WHAT TO WORK ON: The listing that follows should be copied in full, exactly as written.

—————

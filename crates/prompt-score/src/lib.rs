//! Library interface for the `prompt-score` CLI.
//!
//! This crate exposes the CLI's argument parser and command structure as a library,
//! primarily for documentation generation and testing. The actual entry point is
//! in `main.rs`.
//!
//! # Structure
//!
//! - [`Cli`] - The root argument parser (clap derive)
//! - [`Commands`] - Available subcommands
//! - [`commands`] - Command implementations
//!
//! # Documentation Generation
//!
//! The [`command()`] function returns the clap `Command` for generating man pages
//! and shell completions via `xtask`.

pub mod commands;

#[cfg(feature = "mcp")]
pub mod server;

use clap::{CommandFactory, Parser, Subcommand};
use std::path::PathBuf;

/// Color output preference.
#[derive(Debug, Clone, Copy, Default, clap::ValueEnum)]
pub enum ColorChoice {
    /// Detect terminal capabilities automatically.
    #[default]
    Auto,
    /// Always emit colors.
    Always,
    /// Never emit colors.
    Never,
}

impl ColorChoice {
    /// Configure global color output based on this choice.
    ///
    /// Call this once at startup to set the color mode.
    pub fn apply(self) {
        match self {
            Self::Auto => {} // owo-colors auto-detects by default
            Self::Always => owo_colors::set_override(true),
            Self::Never => owo_colors::set_override(false),
        }
    }
}

const ENV_HELP: &str = "\
ENVIRONMENT VARIABLES:
    RUST_LOG                  Log filter (e.g., debug, prompt_score=trace)
    PROMPT_SCORE_LOG_PATH     Explicit log file path
    PROMPT_SCORE_LOG_DIR      Log directory
    PROMPT_SCORE_FAIL_UNDER   Minimum acceptable total score
";

/// Command-line interface definition for prompt-score.
#[derive(Parser)]
#[command(name = "prompt-score")]
#[command(about = "Heuristic quality scoring for titration-lab prompts", long_about = None)]
#[command(version, arg_required_else_help = true)]
#[command(after_long_help = ENV_HELP)]
pub struct Cli {
    /// The subcommand to execute.
    #[command(subcommand)]
    pub command: Option<Commands>,

    /// Print only the version number (for scripting)
    #[arg(long)]
    pub version_only: bool,

    /// Path to configuration file (overrides discovery)
    #[arg(short, long, global = true, value_name = "FILE")]
    pub config: Option<PathBuf>,

    /// Run as if started in DIR
    #[arg(short = 'C', long, global = true)]
    pub chdir: Option<PathBuf>,

    /// Only print errors (suppresses warnings/info)
    #[arg(short, long, global = true)]
    pub quiet: bool,

    /// More detail (repeatable; e.g. -vv)
    #[arg(short, long, global = true, action = clap::ArgAction::Count)]
    pub verbose: u8,

    /// Colorize output
    #[arg(long, global = true, value_enum, default_value_t)]
    pub color: ColorChoice,

    /// Output as JSON (for scripting)
    #[arg(long, global = true)]
    pub json: bool,
}

/// Available subcommands for the CLI.
#[derive(Subcommand)]
pub enum Commands {
    /// Score a prompt and suggest improvements
    Score(commands::score::ScoreArgs),

    /// Score every line of one or more files
    Batch(commands::batch::BatchArgs),

    /// Show the built-in sample prompts and their scores
    Samples(commands::samples::SamplesArgs),

    /// Show package information
    Info(commands::info::InfoArgs),

    /// Start MCP (Model Context Protocol) server on stdio
    #[cfg(feature = "mcp")]
    Serve(commands::serve::ServeArgs),
}

/// Returns the clap command for documentation generation
pub fn command() -> clap::Command {
    Cli::command()
}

—————

RESULT FOR THIS TASK:
filename crates/prompt-score/src/lib.rs
//! Library interface for the `prompt-score` CLI.
//!
//! This crate exposes the CLI's argument parser and command structure as a library,
//! primarily for documentation generation and testing. The actual entry point is
//! in `main.rs`.
//!
//! # Structure
//!
//! - [`Cli`] - The root argument parser (clap derive)
//! - [`Commands`] - Available subcommands
//! - [`commands`] - Command implementations
//!
//! # Documentation Generation
//!
//! The [`command()`] function returns the clap `Command` for generating man pages
//! and shell completions via `xtask`.

pub mod commands;

#[cfg(feature = "mcp")]
pub mod server;

use clap::{CommandFactory, Parser, Subcommand};
use std::path::PathBuf;

/// Color output preference.
#[derive(Debug, Clone, Copy, Default, clap::ValueEnum)]
pub enum ColorChoice {
    /// Detect terminal capabilities automatically.
    #[default]
    Auto,
    /// Always emit colors.
    Always,
    /// Never emit colors.
    Never,
}

impl ColorChoice {
    /// Configure global color output based on this choice.
    ///
    /// Call this once at startup to set the color mode.
    pub fn apply(self) {
        match self {
            Self::Auto => {} // owo-colors auto-detects by default
            Self::Always => owo_colors::set_override(true),
            Self::Never => owo_colors::set_override(false),
        }
    }
}

const ENV_HELP: &str = "\
ENVIRONMENT VARIABLES:
    RUST_LOG                  Log filter (e.g., debug, prompt_score=trace)
    PROMPT_SCORE_LOG_PATH     Explicit log file path
    PROMPT_SCORE_LOG_DIR      Log directory
    PROMPT_SCORE_FAIL_UNDER   Minimum acceptable total score
";

/// Command-line interface definition for prompt-score.
#[derive(Parser)]
#[command(name = "prompt-score")]
#[command(about = "Heuristic quality scoring for titration-lab prompts", long_about = None)]
#[command(version, arg_required_else_help = true)]
#[command(after_long_help = ENV_HELP)]
pub struct Cli {
    /// The subcommand to execute.
    #[command(subcommand)]
    pub command: Option<Commands>,

    /// Print only the version number (for scripting)
    #[arg(long)]
    pub version_only: bool,

    /// Path to configuration file (overrides discovery)
    #[arg(short, long, global = true, value_name = "FILE")]
    pub config: Option<PathBuf>,

    /// Run as if started in DIR
    #[arg(short = 'C', long, global = true)]
    pub chdir: Option<PathBuf>,

    /// Only print errors (suppresses warnings/info)
    #[arg(short, long, global = true)]
    pub quiet: bool,

    /// More detail (repeatable; e.g. -vv)
    #[arg(short, long, global = true, action = clap::ArgAction::Count)]
    pub verbose: u8,

    /// Colorize output
    #[arg(long, global = true, value_enum, default_value_t)]
    pub color: ColorChoice,

    /// Output as JSON (for scripting)
    #[arg(long, global = true)]
    pub json: bool,
}

/// Available subcommands for the CLI.
#[derive(Subcommand)]
pub enum Commands {
    /// Score a prompt and suggest improvements
    Score(commands::score::ScoreArgs),

    /// Score every line of one or more files
    Batch(commands::batch::BatchArgs),

    /// Show the built-in sample prompts and their scores
    Samples(commands::samples::SamplesArgs),

    /// Show package information
    Info(commands::info::InfoArgs),

    /// Start MCP (Model Context Protocol) server on stdio
    #[cfg(feature = "mcp")]
    Serve(commands::serve::ServeArgs),
}

/// Returns the clap command for documentation generation
pub fn command() -> clap::Command {
    Cli::command()
}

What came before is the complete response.